//! FFprobe adapter for media file probing
//!
//! Shells out to `ffprobe -v error -print_format json -show_format -show_streams`
//! and parses the document with [`crate::probe::parse_probe_output`].

use std::path::{Path, PathBuf};

use async_trait::async_trait;
use tokio::process::Command;
use tracing::{debug, trace};

use crate::domain::errors::DomainError;
use crate::domain::model::ProbeResult;
use crate::ports::ProbePort;
use crate::probe::parse_probe_output;

/// FFprobe-based probe adapter
#[derive(Debug, Clone)]
pub struct FFprobeAdapter {
    ffprobe_path: PathBuf,
}

impl FFprobeAdapter {
    /// Use the ffprobe binary found on `PATH`
    pub fn new() -> Self {
        Self::with_binary(PathBuf::from("ffprobe"))
    }

    pub fn with_binary(ffprobe_path: PathBuf) -> Self {
        Self { ffprobe_path }
    }

    fn args(path: &Path) -> Vec<String> {
        vec![
            "-v".to_string(),
            "error".to_string(),
            "-print_format".to_string(),
            "json".to_string(),
            "-show_format".to_string(),
            "-show_streams".to_string(),
            path.display().to_string(),
        ]
    }
}

impl Default for FFprobeAdapter {
    fn default() -> Self {
        Self::new()
    }
}

#[async_trait]
impl ProbePort for FFprobeAdapter {
    async fn probe(&self, path: &Path) -> Result<ProbeResult, DomainError> {
        debug!("PROBE: {}", path.display());
        let output = Command::new(&self.ffprobe_path)
            .args(Self::args(path))
            .kill_on_drop(true)
            .output()
            .await
            .map_err(|e| {
                DomainError::ProbeFail(format!(
                    "failed to run {}: {}",
                    self.ffprobe_path.display(),
                    e
                ))
            })?;

        if !output.status.success() {
            let stderr = String::from_utf8_lossy(&output.stderr).trim().to_string();
            let message = if stderr.is_empty() {
                format!("ffprobe exited with {} for {}", output.status, path.display())
            } else {
                stderr
            };
            return Err(DomainError::ProbeFail(message));
        }

        let stdout = String::from_utf8_lossy(&output.stdout);
        trace!("PROBE: {} bytes of JSON", stdout.len());
        parse_probe_output(&stdout, path)
    }
}

#[cfg(test)]
mod tests {
    use super::*;

    #[test]
    fn probe_arguments_request_json() {
        let args = FFprobeAdapter::args(Path::new("/media/a.mkv"));
        assert_eq!(args.first().map(String::as_str), Some("-v"));
        // quiet would also silence the reason ffprobe gives for a failure
        assert_eq!(args.get(1).map(String::as_str), Some("error"));
        assert!(args.contains(&"-show_streams".to_string()));
        assert_eq!(args.last().map(String::as_str), Some("/media/a.mkv"));
    }

    #[tokio::test]
    async fn missing_binary_is_a_probe_failure() {
        let adapter = FFprobeAdapter::with_binary(PathBuf::from("/nonexistent/ffprobe-binary"));
        let err = adapter.probe(Path::new("/media/a.mkv")).await.unwrap_err();
        assert!(matches!(err, DomainError::ProbeFail(_)));
    }

    #[cfg(unix)]
    #[tokio::test]
    async fn failing_ffprobe_reports_its_stderr() {
        use std::os::unix::fs::PermissionsExt;

        let dir = tempfile::tempdir().unwrap();
        let script = dir.path().join("ffprobe");
        std::fs::write(
            &script,
            "#!/bin/sh\necho \"$7: Invalid data found when processing input\" >&2\nexit 1\n",
        )
        .unwrap();
        std::fs::set_permissions(&script, std::fs::Permissions::from_mode(0o755)).unwrap();

        let adapter = FFprobeAdapter::with_binary(script);
        let err = adapter.probe(Path::new("/media/broken.mkv")).await.unwrap_err();
        match err {
            DomainError::ProbeFail(message) => assert_eq!(
                message,
                "/media/broken.mkv: Invalid data found when processing input"
            ),
            other => panic!("unexpected error: {other:?}"),
        }
    }
}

§

[REQUIRED WORK]:
Give an exact copy of all the material above.

[EXPECTED OUTPUT]:
//! FFprobe adapter for media file probing
//!
//! Shells out to `ffprobe -v error -print_format json -show_format -show_streams`
//! and parses the document with [`crate::probe::parse_probe_output`].

use std::path::{Path, PathBuf};

use async_trait::async_trait;
use tokio::process::Command;
use tracing::{debug, trace};

use crate::domain::errors::DomainError;
use crate::domain::model::ProbeResult;
use crate::ports::ProbePort;
use crate::probe::parse_probe_output;

/// FFprobe-based probe adapter
#[derive(Debug, Clone)]
pub struct FFprobeAdapter {
    ffprobe_path: PathBuf,
}

impl FFprobeAdapter {
    /// Use the ffprobe binary found on `PATH`
    pub fn new() -> Self {
        Self::with_binary(PathBuf::from("ffprobe"))
    }

    pub fn with_binary(ffprobe_path: PathBuf) -> Self {
        Self { ffprobe_path }
    }

    fn args(path: &Path) -> Vec<String> {
        vec![
            "-v".to_string(),
            "error".to_string(),
            "-print_format".to_string(),
            "json".to_string(),
            "-show_format".to_string(),
            "-show_streams".to_string(),
            path.display().to_string(),
        ]
    }
}

impl Default for FFprobeAdapter {
    fn default() -> Self {
        Self::new()
    }
}

#[async_trait]
impl ProbePort for FFprobeAdapter {
    async fn probe(&self, path: &Path) -> Result<ProbeResult, DomainError> {
        debug!("PROBE: {}", path.display());
        let output = Command::new(&self.ffprobe_path)
            .args(Self::args(path))
            .kill_on_drop(true)
            .output()
            .await
            .map_err(|e| {
                DomainError::ProbeFail(format!(
                    "failed to run {}: {}",
                    self.ffprobe_path.display(),
                    e
                ))
            })?;

        if !output.status.success() {
            let stderr = String::from_utf8_lossy(&output.stderr).trim().to_string();
            let message = if stderr.is_empty() {
                format!("ffprobe exited with {} for {}", output.status, path.display())
            } else {
                stderr
            };
            return Err(DomainError::ProbeFail(message));
        }

        let stdout = String::from_utf8_lossy(&output.stdout);
        trace!("PROBE: {} bytes of JSON", stdout.len());
        parse_probe_output(&stdout, path)
    }
}

#[cfg(test)]
mod tests {
    use super::*;

    #[test]
    fn probe_arguments_request_json() {
        let args = FFprobeAdapter::args(Path::new("/media/a.mkv"));
        assert_eq!(args.first().map(String::as_str), Some("-v"));
        // quiet would also silence the reason ffprobe gives for a failure
        assert_eq!(args.get(1).map(String::as_str), Some("error"));
        assert!(args.contains(&"-show_streams".to_string()));
        assert_eq!(args.last().map(String::as_str), Some("/media/a.mkv"));
    }

    #[tokio::test]
    async fn missing_binary_is_a_probe_failure() {
        let adapter = FFprobeAdapter::with_binary(PathBuf::from("/nonexistent/ffprobe-binary"));
        let err = adapter.probe(Path::new("/media/a.mkv")).await.unwrap_err();
        assert!(matches!(err, DomainError::ProbeFail(_)));
    }

    #[cfg(unix)]
    #[tokio::test]
    async fn failing_ffprobe_reports_its_stderr() {
        use std::os::unix::fs::PermissionsExt;

        let dir = tempfile::tempdir().unwrap();
        let script = dir.path().join("ffprobe");
        std::fs::write(
            &script,
            "#!/bin/sh\necho \"$7: Invalid data found when processing input\" >&2\nexit 1\n",
        )
        .unwrap();
        std::fs::set_permissions(&script, std::fs::Permissions::from_mode(0o755)).unwrap();

        let adapter = FFprobeAdapter::with_binary(script);
        let err = adapter.probe(Path::new("/media/broken.mkv")).await.unwrap_err();
        match err {
            DomainError::ProbeFail(message) => assert_eq!(
                message,
                "/media/broken.mkv: Invalid data found when processing input"
            ),
            other => panic!("unexpected error: {other:?}"),
        }
    }
}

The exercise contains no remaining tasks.